Objective: To investigate the cytotoxicity and anti-cancer effects of hydro-alcoholic extract of pistachio pericarp on hepatocellular carcinoma cells (HepG2) and mouse fibroblast L929 cells as normal and control group cell. Methods: MTT assay was performed to investigate the cytotoxicity effects of the extract at 0-4 000 μg/mL on the cells after 24 and 48 h. The expressions of some genes involved in apoptosis including Bax, Bcl-2 and P53 were investigated by real time PCR. Results: Our results showed that after 24 and 48 hours of treatment of cells with this extract, the viability of HepG2 and L929 cells was reduced. Therefore, this extract had the cytotoxicity effect on both cells. The IC50 concentration of extract for HepG2 cells after 24 and 48 hours of treatment was 1 500 and 1 000 μg/mL and for L929 cells was 2 000 and 1 500 μg/mL, respectively. The expressions of Bax and P53 genes were up-regulated after treatment in the HepG2 and L929 cells and the expression of Bcl-2 gene was down-regulated after treatment of extract in HepG2 cell.
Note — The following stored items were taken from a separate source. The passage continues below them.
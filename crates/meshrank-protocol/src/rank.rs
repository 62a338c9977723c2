//! Types produced by the repeater-rank, observer-rank, and meshscore engines.

use serde::{Deserialize, Serialize};

/// Classification of a repeater based on GPS plausibility and advert
/// verification, independent of repeat evidence.
#[derive(Debug, Clone, Copy, PartialEq, Eq, Serialize, Deserialize)]
#[serde(rename_all = "snake_case")]
pub enum Quality {
    Valid,
    LowQuality,
    Phantom,
}

/// Whether two repeaters directly heard each other (reciprocal) or only one
/// direction was observed (handoff).
#[derive(Debug, Clone, Copy, PartialEq, Eq, Serialize, Deserialize)]
#[serde(rename_all = "snake_case")]
pub enum RelationKind {
    Reciprocal,
    Handoff,
}

/// A color bucket the dashboard uses to paint a rank score. Computed once
/// per refresh via [`ScoreColor::for_score`] and stored on [`RankItem`] so
/// API consumers don't have to re-derive it.
#[derive(Debug, Clone, Copy, PartialEq, Eq, Serialize, Deserialize)]
#[serde(rename_all = "snake_case")]
pub enum ScoreColor {
    Red,
    Orange,
    Yellow,
    Green,
}

impl ScoreColor {
    /// stale => red; score >= 70 => green; >= 45 => yellow; else orange.
    pub fn for_score(score: f64, stale: bool) -> Self {
        if stale {
            ScoreColor::Red
        } else if score >= 70.0 {
            ScoreColor::Green
        } else if score >= 45.0 {
            ScoreColor::Yellow
        } else {
            ScoreColor::Orange
        }
    }
}

/// One zero-hop neighbour of a repeater: another repeater it has directly
/// exchanged traffic with (no intermediate hops in the observed path).
#[derive(Debug, Clone, PartialEq, Serialize, Deserialize)]
pub struct ZeroHopNeighborDetail {
    pub hash: String,
    pub pub_key: String,
    pub name: String,
    #[serde(default)]
    pub rssi_avg: Option<f64>,
    #[serde(default)]
    pub rssi_max: Option<f64>,
    pub is_green: bool,
    pub mutual: bool,
    pub relation: RelationKind,
    /// Number of distinct messages this neighbour relation was derived from.
    pub options: u32,
    /// True if an admin override pins this relation regardless of recomputation.
    #[serde(default)]
    pub override_: bool,
}

/// The repeat-evidence test result for a repeater: has it been seen acting
/// as a genuine middle hop enough times to trust it as a repeater.
#[derive(Debug, Clone, Copy, PartialEq, Serialize, Deserialize)]
pub struct RepeatEvidence {
    pub middle: u32,
    pub upstream: u32,
    pub downstream: u32,
    pub is_true_repeater: bool,
}

impl RepeatEvidence {
    /// middleCount >= 5, OR (upstream >= 2 AND downstream >= 2).
    pub fn evaluate(middle: u32, upstream: u32, downstream: u32) -> Self {
        let is_true_repeater = middle >= 5 || (upstream >= 2 && downstream >= 2);
        Self {
            middle,
            upstream,
            downstream,
            is_true_repeater,
        }
    }
}

/// One row of the repeater leaderboard.
#[derive(Debug, Clone, PartialEq, Serialize, Deserialize)]
pub struct RankItem {
    pub pub_key: String,
    pub hash: String,
    pub name: String,
    pub quality: Quality,
    pub score: f64,
    pub stale: bool,
    #[serde(default)]
    pub last_seen: Option<String>,
    pub evidence: RepeatEvidence,
    #[serde(default)]
    pub neighbors: Vec<ZeroHopNeighborDetail>,
    pub messages_relayed: u64,
    pub unique_senders: u64,
    #[serde(default)]
    pub gps: Option<meshrank_geo::Gps>,
    /// Hours since the last advert was heard from this repeater; feeds the
    /// `stale` cutoff and is surfaced directly so the dashboard doesn't have
    /// to re-derive it from `last_seen`.
    pub last_advert_age_hours: f64,
    /// Mirrors `!stale`; kept as its own field because "live" is a quality
    /// concept distinct from "passed `classify_quality`".
    pub is_live: bool,
    /// Human-readable reasons behind `quality`, e.g. "phantom: gps implausible".
    #[serde(default)]
    pub quality_reason: Vec<String>,
    pub color: ScoreColor,
    pub total_24h: u32,
    #[serde(default)]
    pub avg_rssi: Option<f64>,
    #[serde(default)]
    pub avg_snr: Option<f64>,
    #[serde(default)]
    pub best_rssi: Option<f64>,
    #[serde(default)]
    pub best_snr: Option<f64>,
}

/// A repeater that was excluded from the leaderboard outright, with the reason.
#[derive(Debug, Clone, PartialEq, Serialize, Deserialize)]
pub struct ExcludedRepeater {
    pub pub_key: String,
    pub hash: String,
    pub name: String,
    pub reason: String,
}

/// The full repeater rank response, persisted as a singleton cache row and
/// recomputed on the scheduler's cadence.
#[derive(Debug, Clone, PartialEq, Serialize, Deserialize)]
pub struct RankCache {
    pub updated_at: String,
    pub count: usize,
    pub items: Vec<RankItem>,
    pub excluded: Vec<ExcludedRepeater>,
}

/// One row of the observer leaderboard.
#[derive(Debug, Clone, PartialEq, Serialize, Deserialize)]
pub struct ObserverRankItem {
    pub observer_id: String,
    pub score: f64,
    pub messages_heard: u64,
    pub unique_repeaters_heard: u64,
    #[serde(default)]
    pub gps: Option<meshrank_geo::Gps>,
    #[serde(default)]
    pub last_seen: Option<String>,
    /// Pub key of the strongest-RSSI repeater this observer has heard.
    #[serde(default)]
    pub best_repeater_pub: Option<String>,
    #[serde(default)]
    pub nearest_repeater_name: Option<String>,
    #[serde(default)]
    pub nearest_repeater_km: Option<f64>,
    pub offline: bool,
}

/// One day's meshscore datapoint.
#[derive(Debug, Clone, Copy, PartialEq, Serialize, Deserialize)]
pub struct MeshScoreDay {
    pub day: chrono::NaiveDate,
    pub score: f64,
    pub active_repeaters: u32,
    pub active_observers: u32,
    pub messages: u64,
}

/// A time series of meshscore datapoints, plus the current value.
#[derive(Debug, Clone, PartialEq, Serialize, Deserialize)]
pub struct MeshScoreSeries {
    pub current: f64,
    pub updated_at: String,
    pub days: Vec<MeshScoreDay>,
}

#[cfg(test)]
mod tests {
    use super::*;

    #[test]
    fn repeat_evidence_true_on_middle_threshold() {
        let e = RepeatEvidence::evaluate(5, 0, 0);
        assert!(e.is_true_repeater);
    }

    #[test]
    fn repeat_evidence_true_on_bidirectional_threshold() {
        let e = RepeatEvidence::evaluate(0, 2, 2);
        assert!(e.is_true_repeater);
    }

    #[test]
    fn repeat_evidence_false_below_both_thresholds() {
        let e = RepeatEvidence::evaluate(4, 2, 1);
        assert!(!e.is_true_repeater);
    }

    #[test]
    fn score_color_stale_always_red() {
        assert_eq!(ScoreColor::for_score(95.0, true), ScoreColor::Red);
    }

    #[test]
    fn score_color_buckets() {
        assert_eq!(ScoreColor::for_score(70.0, false), ScoreColor::Green);
        assert_eq!(ScoreColor::for_score(69.9, false), ScoreColor::Yellow);
        assert_eq!(ScoreColor::for_score(45.0, false), ScoreColor::Yellow);
        assert_eq!(ScoreColor::for_score(44.9, false), ScoreColor::Orange);
    }
}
Conclusions: According to the results of MTT assay and real time PCR, this extract can be considered as a potential candidate for use in the production of anti-cancer drugs for the treatment of patients with liver cancer in future.

Keywords: Apoptosis, Cytotoxicity, Gene expression, Pistacia vera


How to cite this article:
Harandi H, Majd A, Falahati-pour SK, Mahmoodi M. Anti-cancer effects of hydro-alcoholic extract of pericarp of pistachio fruits. Asian Pac J Trop Biomed 2018;8:598-603

How to cite this URL:
Harandi H, Majd A, Falahati-pour SK, Mahmoodi M. Anti-cancer effects of hydro-alcoholic extract of pericarp of pistachio fruits. Asian Pac J Trop Biomed [serial online] 2018 [cited 2019 Aug 25];8:598-603. Available from: http://www.apjtb.org/text.asp?2018/8/12/598/248097


  1. Introduction Top


Medicinal herbs have been used to treat the diseases for centuries[1]. Pistachio [Pistacia vera L. (P. vera)], belongs to the Anacardiaceae family, and is mainly found in Iran, Greece, Italy, Syria, Turkey, and USA[2]. Different parts of plant, including leave, resin, seed and fruit, have properties such as anti-inflammation and antimicrobial activities[3]. Pistachios fruits are widely used in the traditional medicine for treatment of kidney, liver, heart and respiratory system diseases[4]. Pistachio (P. vera L.) pericarp is part of pistachio fruit which is waste of pistachio processing and has low price. It is full of anti-oxidant compounds such as gallotannins, gallic acid, penta-O-galloyl-β-D-glucose, myricetin, quercetin and anacardic acid[5]. One of the main countries in pistachio production is Iran. Therefore, using natural compounds with low cost and high anti-oxidant activity like pistachio pericarp makes a good attention to reuse[6]. Management of cancer is one of the main problems in the world[7]. Nowadays, due to complications of chemotherapy, medicinal plants have been considered by researchers for the treatment of cancer[8]. According to IRIC (International Agency for Research on Cancer) 74 600 deaths in the world are related to liver cancer that is the sixth cancer in the world and the second cause of death among cancers. This cancer involved many people from Asia and Africa[9],[10]. Morphologically, apoptosis process is characterized by cellular wrinkling, cell membrane damage, chromatin condensation, and fragmentation of DNA[11]. Stimulation of pro-apoptotic molecules or inhibition of anti-apoptotic factors plays an important role in apoptosis. The two main pathways of apoptosis include the external pathway or route dependent on the death receptor and the internal pathway or mitochondrial pathway[12]. Among the genes involved in apoptosis, Bcl-2, Bax and P53 genes can be mentioned. Bcl-2 proteins with the anti-apoptotic function, Bax, and P53 play an important role in apoptosis[13]. In this study, we examined the anticancer effect of hydro-alcoholic extract of pistachio (P. vera) pericarp on HepG2 cells (as a cancerous cell) and mouse fibroblast L929 (as normal cell) and its effects on the expression of some apoptotic genes including Bax, P53 and Bcl-2.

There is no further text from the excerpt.